//! C++: C rules plus classes, namespaces, templates and aliases.

use super::{BlockStyle, InheritanceStyle, LanguageSpec, VisibilityStyle};
use crate::analysis::ElementKind;

pub(super) fn spec() -> LanguageSpec {
    LanguageSpec::new("cpp", "C++")
        .aliases(&["cc", "cxx", "hpp"])
        .single_comment("//")
        .multi_comment("/*", "*/")
        .blocks(BlockStyle::Braces)
        .visibility(VisibilityStyle::AccessKeywords)
        .inheritance(InheritanceStyle::Colon)
        .rule(ElementKind::Class, r"^(\s*(?:template\s*<[^>]*>\s*)?class\s+(\w+))")
        .rule(ElementKind::Struct, r"^(\s*(?:template\s*<[^>]*>\s*)?struct\s+(\w+))")
        .rule(ElementKind::Enum, r"^(\s*enum\s+(?:class\s+)?(\w+))")
        .rule(ElementKind::Namespace, r"^(\s*namespace\s+(\w+))")
        .rule(
            ElementKind::Function,
            r"^(\s*(?:static\s+|inline\s+|virtual\s+|explicit\s+|constexpr\s+|consteval\s+|constinit\s+|extern\s+|const\s+)*(?:auto|void|int|char|float|double|long|short|unsigned|signed|bool|string|wstring|size_t|\w+(?:::\w+)*)\s*[&*]*\s*(\w+(?:::\w+)*)\s*\()",
        )
        .rule(ElementKind::Macro, r"^(\s*#\s*define\s+(\w+))")
        .rule(ElementKind::Import, r"^(\s*#\s*include\s+(.+))")
        .rule(ElementKind::TypeAlias, r"^(\s*(?:using|typedef)\s+(\w+))")
}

• [Work item]: Scan the material above. Copy each line that holds the word "VisibilityStyle".

• [Exercise result]:
use super::{BlockStyle, InheritanceStyle, LanguageSpec, VisibilityStyle};
        .visibility(VisibilityStyle::AccessKeywords)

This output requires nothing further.